Penso possa bastare un bicchiere di rum, una sigaretta, un ferro vecchio che sia capace di suono e poche anime speciali davvero con cui condividere il tempo… penso possa bastare un sogno da avere dentro le tasche e la forza di non perderlo, questo maledettissimo tempo, dietro le tante facciate inutili di questa contemporanea abitudine che abbiamo di apparire soltanto.

Ci troviamo all’alba del quarto volume. Io però come sempre non ho l’orologio al polso e non ho alcun interesse di rispettare i trend e i tempi del marketing. Tanto la musica, quella vera, resta. Non ha tempo, per quanto il tempo lo canti, come dice anche Luca Swanz Andriolo. Scrivo se e quando ho del sale sulle gengive e non ho voglia di levarlo via. Ma è vero che il IV volume di questo never ending album è appena uscito ed io sono qui a parlare ancora di questa “Palude” uscita 6 mesi fa, dei tempi prima dell’apocalisse sociale. Ormai è un dogma di fede questo suono, e Marok promette sempre di sprigionare una potenza visionaria che ha limiti solo negli stolti accecati dai social e dalle apparenze dei click. Questa volta è la violenza il tema portante, Loletta e la sua storia, penso io, un percorso che si dipana in sole 3 incisioni di cui soltanto la prima celebra i canonici pochi minuti del nostro tempo stupidamente impegnato nel nulla… le altre due tracce di questo disco, questo maledetto tempo, lo polverizzano in distese lunghe che non hanno fine.

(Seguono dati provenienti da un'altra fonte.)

//! CLI Module
//!
//! Command-line surface for driving a playback session offline.

pub mod commands;

use clap::{Parser, Subcommand};
use std::path::PathBuf;

/// Rampdeck - render audio through a tempo-ramped, recorded playback session
#[derive(Parser, Debug)]
#[command(name = "rampdeck")]
#[command(version, about, long_about = None)]
pub struct Cli {
    /// Enable verbose output
    #[arg(short, long, global = true)]
    pub verbose: bool,

    #[command(subcommand)]
    pub command: Option<Commands>,
}

#[derive(Subcommand, Debug)]
pub enum Commands {
    /// Play a WAV file through a session and export the capture
    #[command(name = "render")]
    Render {
        /// Input WAV file
        input: PathBuf,

        /// Directory the captured file is written to
        #[arg(short, long, default_value = ".")]
        output: PathBuf,

        /// Session config (JSON)
        #[arg(short, long)]
        config: Option<PathBuf>,

        /// Starting tempo, 1.0 = original speed
        #[arg(long)]
        tempo: Option<String>,

        /// Linear output gain
        #[arg(long)]
        gain: Option<String>,

        /// Route through the lowpass filter
        #[arg(long)]
        filter: bool,

        /// Filter cutoff in Hz
        #[arg(long)]
        cutoff: Option<String>,

        /// Filter resonance
        #[arg(long)]
        q: Option<String>,

        /// Stop after this many seconds of output
        #[arg(long)]
        max_seconds: Option<f64>,
    },

    /// Print the tempo values a ramp would produce
    #[command(name = "ramp-preview")]
    RampPreview {
        /// Starting tempo
        #[arg(long, default_value = "1.0")]
        initial: String,

        /// Target as a multiple of the starting tempo
        #[arg(long, default_value_t = 1.25)]
        factor: f64,

        /// Ramp window in milliseconds
        #[arg(long, default_value_t = 30_000)]
        window_ms: u64,

        /// Tick interval in milliseconds
        #[arg(long, default_value_t = 50)]
        tick_ms: u64,

        /// Print every Nth tick (the final tick is always printed)
        #[arg(long, default_value_t = 20)]
        every: u64,
    },

    /// Write a sine test tone as WAV
    #[command(name = "tone")]
    Tone {
        /// Output WAV file
        output: PathBuf,

        /// Frequency in Hz
        #[arg(short, long, default_value_t = 440.0)]
        frequency: f32,

        /// Duration in seconds
        #[arg(short, long, default_value_t = 2.0)]
        duration: f32,

        /// Sample rate in Hz
        #[arg(short, long, default_value_t = 44100)]
        sample_rate: u32,
    },

    /// Print the default session config, or write it to a file
    #[command(name = "config")]
    Config {
        /// Destination file
        #[arg(short, long)]
        output: Option<PathBuf>,
    },
}

#[cfg(test)]
mod tests {
    use super::*;
    use clap::CommandFactory;

    #[test]
    fn test_cli_definition_is_consistent() {
        Cli::command().debug_assert();
    }

    #[test]
    fn test_render_arguments_parse() {
        let cli = Cli::try_parse_from([
            "rampdeck", "render", "in.wav", "--tempo", "0.9", "--filter", "--cutoff", "800",
        ])
        .unwrap();
        match cli.command {
            Some(Commands::Render {
                input,
                tempo,
                filter,
                cutoff,
                output,
                ..
            }) => {
                assert_eq!(input, PathBuf::from("in.wav"));
                assert_eq!(tempo.as_deref(), Some("0.9"));
                assert!(filter);
                assert_eq!(cutoff.as_deref(), Some("800"));
                assert_eq!(output, PathBuf::from("."));
            }
            other => panic!("unexpected command: {:?}", other),
        }
    }
}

Ho veduto una nebbia che poi ho capito esser fatta di polvere… è la polvere che si alzava al limite dell’orizzonte e Marok ti spinge a calci nel verso giusto della paura… non ti benda gli occhi e non mette zucchero sulle ferite. Incalza, il tempo e l’ostinazione, rende concitato il fiato dove soltanto la voce “recitante” di Luca Swanz Andriolo che canta i versi di Nina Maroccolo (in inglese per lui, in italiano da lei) restituiscono un appiglio per niente accomodante per lo spirito e per la pace. Non ha pace questo disco, non ha tempo per la contemplazione… ha solo tempo da dedicare al caos e alla quiete apparente che arriva dopo… quella sì che stupidamente si contempla.

Questa volta c’è il ferro energico del suono urbano, apocalittico e cittadino… inevitabile colpo alla coscienza quando la chiusa del disco è celebrata dal silenzio dei suoni ambientali, dove anche quelli che sembrano uccelli cantare restituiscono una normalità al caos che abbiamo alle spalle. Ma il caos che poggia sulle nostre spalle ha significato violenza… e pare che la violenza (alle donne, agli ultimi) alla fine riesca anche a farsi accettare, a farsi perdonare, lasciando a noi stessi il lusso macabro di rigirare le morali e le parole buone perché tutto torni come in una violenta quanto terrificante parvenza di normalità. E questa chiusa non poteva che titolarsi “Catene”. Ho cercato le ragioni del tempo e i legacci di pelle e di terra che uniscono Marok e il suo concetto di suono a questa voce di Luca Swanz Andriolo che ha sempre affascinato i miei ascolti. Ci si ubriaca in ogni modo possibile… perché alla fine la violenza - per chi osa giustificarsela addosso - altro non è che droga finissima che ubriaca e che copre gli occhi di sabbia e che alla fine, paradossalmente, “spiega” la nostra colpa di essere “sbagliati”. Marco Cazzato gli ha dato la faccia, il corpo di una libellula, come la trasformazione, come l’abbandono dei riferimenti primari, come il ritrovarsi soli in un deserto di scelte. Quanto è difficile parla di violenza. Marok gli ha dato il suono e io, per questo terzo episodio di Alone, fermo Luca Swanz Andriolo per le mie solite domande poco ordinarie…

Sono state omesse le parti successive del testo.